Question Answer

Deadlock Detection and Recovery in Operating Systems

Deadlock occurs when a set of processes are permanently blocked because each one is holding resources while waiting for other resources held by others. In a detection-and-recovery approach, the operating system allows deadlocks to occur, periodically checks for them, and then takes action to recover. This is common in general-purpose systems where maximum resource utilization is desired.

Why Use Deadlock Detection?

• Prevention and avoidance can be overly restrictive and reduce throughput.
• Detection lets the system run with high utilization and resolves deadlocks only when they actually happen.
• Useful when resource requests are unpredictable and dynamic.

Key Ideas and Terminology

• Resource Allocation Graph (RAG): A directed graph showing which process holds or requests which resource.
• Wait-For Graph (WFG): A simplified graph with only processes as nodes; an edge Pi → Pj means Pi is waiting for a resource currently held by Pj.
• Available: Vector showing how many instances of each resource type are free.
• Allocation: Matrix showing how many resource instances are currently allocated to each process.
• Request (or Need): Matrix showing how many instances each process is currently requesting.

When to Run Deadlock Detection

• Periodically: Run the detector at fixed intervals.
• On demand: Trigger when CPU utilization drops, when processes wait too long, or when resource contention spikes.
• Per resource class: Some systems detect per subsystem (e.g., I/O vs. memory) for faster checks.

Detection with Single Instance per Resource Type (Using Wait-For Graph)

If every resource type has only one instance, detection reduces to cycle finding in the Wait-For Graph.
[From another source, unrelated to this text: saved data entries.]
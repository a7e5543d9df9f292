//! Domain models for the vetclinic system.

/// Declares a fieldless enum with a stable upper-case text form, used both
/// for serde and for the SQLite columns.
macro_rules! text_enum {
    (
        $(#[$meta:meta])*
        pub enum $name:ident {
            $( $(#[$vmeta:meta])* $variant:ident => $text:literal ),+ $(,)?
        }
    ) => {
        $(#[$meta])*
        #[derive(Debug, Clone, Copy, PartialEq, Eq, Hash, serde::Serialize, serde::Deserialize)]
        pub enum $name {
            $( $(#[$vmeta])* #[serde(rename = $text)] $variant ),+
        }

        impl $name {
            /// Text form used for storage and FFI.
            pub fn as_str(&self) -> &'static str {
                match self {
                    $( $name::$variant => $text ),+
                }
            }

            /// Parse the text form produced by [`Self::as_str`].
            pub fn parse(s: &str) -> Option<Self> {
                match s {
                    $( $text => Some($name::$variant), )+
                    _ => None,
                }
            }
        }

        impl std::fmt::Display for $name {
            fn fmt(&self, f: &mut std::fmt::Formatter<'_>) -> std::fmt::Result {
                f.write_str(self.as_str())
            }
        }
    };
}

mod animal;
mod auxiliary_contact;
mod client;
mod descriptors;
mod error;
mod events;
mod identification;
mod life_cycle;
mod ownership;
mod transfer;

pub use animal::*;
pub use auxiliary_contact::*;
pub use client::*;
pub use descriptors::*;
pub use error::*;
pub use events::*;
pub use identification::*;
pub use life_cycle::*;
pub use ownership::*;
pub use transfer::*;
A cycle implies deadlock.

1. Build WFG: draw Pi → Pj if Pi is waiting for a resource currently held by Pj.
2. Run a cycle-detection algorithm (DFS or topological reduction).
3. If a cycle exists, all processes on the cycle are deadlocked.
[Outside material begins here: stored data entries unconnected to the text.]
//! Transfer of an animal out of its owners' hands.

use chrono::NaiveDate;
use serde::{Deserialize, Serialize};
use thiserror::Error;

text_enum! {
    pub enum TransferStatus {
        NotTransferred => "NONE",
        Sold => "SOLD",
        Given => "GIVEN",
    }
}

/// Cross-field violations of [`Transfer`].
#[derive(Error, Debug, Clone, PartialEq, Eq)]
pub enum TransferError {
    #[error("Untransferred animal cannot carry a sale or gift date")]
    NotTransferredWithDates,

    #[error("Sold animal requires a sale date")]
    SoldWithoutDate,

    #[error("Sold animal cannot carry a gift date")]
    SoldWhileGiven,

    #[error("Given animal requires a gift date")]
    GivenWithoutDate,

    #[error("Given animal cannot carry a sale date")]
    GivenWhileSold,
}

/// None / sold / given, with the date matching the status.
#[derive(Debug, Clone, Serialize, Deserialize, PartialEq, Eq)]
pub struct Transfer {
    pub transfer_status: TransferStatus,
    pub sold_at: Option<NaiveDate>,
    pub given_at: Option<NaiveDate>,
}

impl Default for Transfer {
    fn default() -> Self {
        Self::none()
    }
}

impl Transfer {
    pub fn none() -> Self {
        Self {
            transfer_status: TransferStatus::NotTransferred,
            sold_at: None,
            given_at: None,
        }
    }

    pub fn sold(sold_at: NaiveDate) -> Self {
        Self {
            transfer_status: TransferStatus::Sold,
            sold_at: Some(sold_at),
            given_at: None,
        }
    }

    pub fn given(given_at: NaiveDate) -> Self {
        Self {
            transfer_status: TransferStatus::Given,
            sold_at: None,
            given_at: Some(given_at),
        }
    }

    pub fn ensure_consistency(&self) -> Result<(), TransferError> {
        match (self.transfer_status, self.sold_at, self.given_at) {
            (TransferStatus::NotTransferred, None, None) => Ok(()),
            (TransferStatus::NotTransferred, _, _) => Err(TransferError::NotTransferredWithDates),
            (TransferStatus::Sold, None, _) => Err(TransferError::SoldWithoutDate),
            (TransferStatus::Sold, Some(_), Some(_)) => Err(TransferError::SoldWhileGiven),
            (TransferStatus::Sold, Some(_), None) => Ok(()),
            (TransferStatus::Given, _, None) => Err(TransferError::GivenWithoutDate),
            (TransferStatus::Given, Some(_), Some(_)) => Err(TransferError::GivenWhileSold),
            (TransferStatus::Given, None, Some(_)) => Ok(()),
        }
    }
}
// Detect cycle in Wait-For Graph (WFG) using DFS
DFS(node u):
  mark u as visiting
  for each v in Adj[u]:
    if v is visiting: cycle found (deadlock)
    else if v is unvisited: DFS(v)
  mark u as visited

for each process p:
  if p is unvisited: DFS(p)
if any DFS reported a cycle: deadlock present

Time complexity is roughly O(V + E), where V is the number of processes and E is the number of wait-for edges.

Detection with Multiple Instances per Resource Type (Matrix-Based Algorithm)

When each resource type may have multiple instances (e.g., several printers, memory frames), detect deadlock using a safety-like test.

1. Let Available, Allocation, and Request represent the current state.
2. Initialize:
   • Work = Available
   • Finish[i] = false for all processes that hold resources (Allocation[i] ≠ 0); otherwise true
3. Find a process i such that:
   • Finish[i] = false, and
   • Request[i] ≤ Work (component-wise)
4. If found, pretend i completes: Work = Work + Allocation[i]; set Finish[i] = true; repeat step 3.
5. If no such i exists, then any process with Finish[i] = false is deadlocked.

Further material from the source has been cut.